According to a report in Mail online., The broadcaster will pay about £ 1.5 million in “fines”, which the corporation represented as compensation income in addition to the sale of global rights to explosive panorama interviews. Prince William and Prince Harry, the sons of the late Princess of Wales, will be involved in deciding who will likely benefit from the donation.
Rosa Moncton, a close friend of the late royal, said of the move: “This is a commendable decision. Can. “
The exact terms of payment, including the date of donation, have not yet been finalized. However, it is assumed that the payment will be made through BBC Studios, the corporation’s commercial arm – a commercial operation that is not funded by a license fee.
The donation came months after an independent Lord Dyson investigation found that Bashir had used “fraudulent” methods to secure the interview. It was later concealed by the BBC itself, which “fell short of the high standards of integrity and transparency that characterize it.”

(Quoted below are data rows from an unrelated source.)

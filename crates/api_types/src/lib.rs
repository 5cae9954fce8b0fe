use chrono::{DateTime, FixedOffset};
use serde::{Deserialize, Serialize};
use uuid::Uuid;

pub mod user {
    use super::*;

    #[derive(Debug, Serialize, Deserialize)]
    pub struct Register {
        pub username: String,
        /// Defaults to the username when absent or blank.
        pub nickname: Option<String>,
        pub password: String,
    }

    #[derive(Debug, Serialize, Deserialize)]
    pub struct UserCreated {
        pub username: String,
        pub nickname: String,
    }
}

pub mod list {
    use super::*;

    #[derive(Debug, Serialize, Deserialize)]
    pub struct ListNew {
        pub name: String,
    }

    #[derive(Debug, Serialize, Deserialize)]
    pub struct ListRename {
        pub name: String,
    }

    /// Query parameters for browsing lists.
    #[derive(Debug, Serialize, Deserialize)]
    pub struct ListsQuery {
        /// 1-based page number, defaults to 1.
        pub page: Option<u64>,
        /// Page size, defaults to 10.
        pub limit: Option<u64>,
    }

    #[derive(Debug, Serialize, Deserialize)]
    pub struct MemberView {
        pub username: String,
        pub nickname: String,
    }

    #[derive(Debug, Serialize, Deserialize)]
    pub struct ListView {
        pub id: String,
        pub name: String,
        /// Short code others use to join the list.
        pub share_code: String,
        pub total_amount_minor: i64,
        pub members: Vec<MemberView>,
    }

    #[derive(Debug, Serialize, Deserialize)]
    pub struct ListsResponse {
        pub lists: Vec<ListView>,
    }

    #[derive(Debug, Serialize, Deserialize)]
    pub struct ListDetailResponse {
        pub list: ListView,
        pub payments: Vec<super::payment::PaymentView>,
    }
}

pub mod payment {
    use super::*;

    #[derive(Clone, Copy, Debug, PartialEq, Eq, Serialize, Deserialize)]
    #[serde(rename_all = "snake_case")]
    pub enum PaymentCategory {
        Food,
        Groceries,
        Travel,
        Entertainment,
        Utilities,
        Rent,
        Shopping,
        Other,
    }

    #[derive(Clone, Debug, Serialize, Deserialize)]
    pub struct PaidBy {
        pub member: String,
        pub amount_minor: i64,
    }

    #[derive(Debug, Serialize, Deserialize)]
    pub struct PaymentNew {
        pub amount_minor: i64,
        pub is_equally_paid: bool,
        /// Required unless `is_equally_paid` is set (the split is derived
        /// then, and any supplied entries are ignored).
        pub paid_by: Option<Vec<PaidBy>>,
        pub category: PaymentCategory,
        pub payment_for: Option<String>,
    }

    /// Partial payment edit; absent fields keep their prior values.
    #[derive(Debug, Serialize, Deserialize)]
    pub struct PaymentEdit {
        pub amount_minor: Option<i64>,
        pub payment_for: Option<String>,
        pub is_equally_paid: Option<bool>,
        pub category: Option<PaymentCategory>,
        pub paid_by: Option<Vec<PaidBy>>,
    }

    #[derive(Debug, Serialize, Deserialize)]
    pub struct PaymentView {
        pub id: Uuid,
        pub amount_minor: i64,
        pub payment_for: String,
        pub category: PaymentCategory,
        pub is_equally_paid: bool,
        pub paid_by: Vec<PaidBy>,
        /// RFC3339 timestamp, including timezone offset.
        pub created_at: DateTime<FixedOffset>,
    }
}

pub mod report {
    use super::*;

    #[derive(Debug, Serialize, Deserialize)]
    pub struct SpendView {
        pub username: String,
        pub nickname: String,
        pub total_minor: i64,
    }

    #[derive(Debug, Serialize, Deserialize)]
    pub struct SpendResponse {
        pub members: Vec<SpendView>,
    }

    #[derive(Debug, Serialize, Deserialize)]
    pub struct PayableView {
        pub from_user: String,
        pub to_user: String,
        pub amount_minor: i64,
    }

    #[derive(Debug, Serialize, Deserialize)]
    pub struct PayablesResponse {
        pub transactions: Vec<PayableView>,
    }
}
//! User registration.

use sea_orm::{ActiveValue, prelude::*};

use crate::{
    EngineError, ResultEngine,
    users::{self, Member},
};

use super::{Engine, normalize_required_name};

impl Engine {
    /// Registers a user. Usernames are stored trimmed and lowercased; a
    /// blank nickname falls back to the username.
    pub async fn register_user(
        &self,
        username: &str,
        nickname: Option<&str>,
        password: &str,
    ) -> ResultEngine<Member> {
        let username = normalize_required_name(username, "username")?.to_lowercase();
        let password = normalize_required_name(password, "password")?;
        let nickname = nickname
            .map(str::trim)
            .filter(|nickname| !nickname.is_empty())
            .unwrap_or(username.as_str())
            .to_string();

        self.with_tx(|_, db_tx| {
            Box::pin(async move {
                if users::Entity::find_by_id(username.clone())
                    .one(db_tx)
                    .await?
                    .is_some()
                {
                    return Err(EngineError::ExistingKey(username));
                }

                let model = users::ActiveModel {
                    username: ActiveValue::Set(username),
                    nickname: ActiveValue::Set(nickname),
                    password: ActiveValue::Set(password),
                }
                .insert(db_tx)
                .await?;

                Ok(Member::from(model))
            })
        })
        .await
    }
}
//! Payment categories.
//!
//! A closed set: categories double as the default description for a payment
//! that was logged without one, so the string forms are part of the API.

use serde::{Deserialize, Serialize};

use crate::EngineError;

#[derive(Clone, Copy, Debug, PartialEq, Eq, Serialize, Deserialize)]
#[serde(rename_all = "snake_case")]
pub enum PaymentCategory {
    Food,
    Groceries,
    Travel,
    Entertainment,
    Utilities,
    Rent,
    Shopping,
    Other,
}

impl PaymentCategory {
    pub fn as_str(self) -> &'static str {
        match self {
            Self::Food => "food",
            Self::Groceries => "groceries",
            Self::Travel => "travel",
            Self::Entertainment => "entertainment",
            Self::Utilities => "utilities",
            Self::Rent => "rent",
            Self::Shopping => "shopping",
            Self::Other => "other",
        }
    }
}

impl TryFrom<&str> for PaymentCategory {
    type Error = EngineError;

    fn try_from(value: &str) -> Result<Self, Self::Error> {
        match value {
            "food" => Ok(Self::Food),
            "groceries" => Ok(Self::Groceries),
            "travel" => Ok(Self::Travel),
            "entertainment" => Ok(Self::Entertainment),
            "utilities" => Ok(Self::Utilities),
            "rent" => Ok(Self::Rent),
            "shopping" => Ok(Self::Shopping),
            "other" => Ok(Self::Other),
            other => Err(EngineError::InvalidAmount(format!(
                "invalid payment category: {other}"
            ))),
        }
    }
}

Following the inquiry, the BBC issued a series of apologies to various parties, including Prince William, Prince Harry, Prince Charles and Princess’ brother Earl Spencer, whose complaint sparked an investigation. The network also returned all the awards he or Bashir received for the interview, including the BAFTA (British Academy Film Award).
Prince William and Prince Harry also issued separate statements about the inquiry. The Duke of Cambridge said he welcomed the inquiry, but noted that Bashir had told his mother “false and misleading claims” about the British royal family that “played on his fears and provoked sedition.” The Duke of Sussex, expressing similar sentiments, said the “culture of exploitation and the influence of immoral practices” was what “ultimately killed her (Diana).”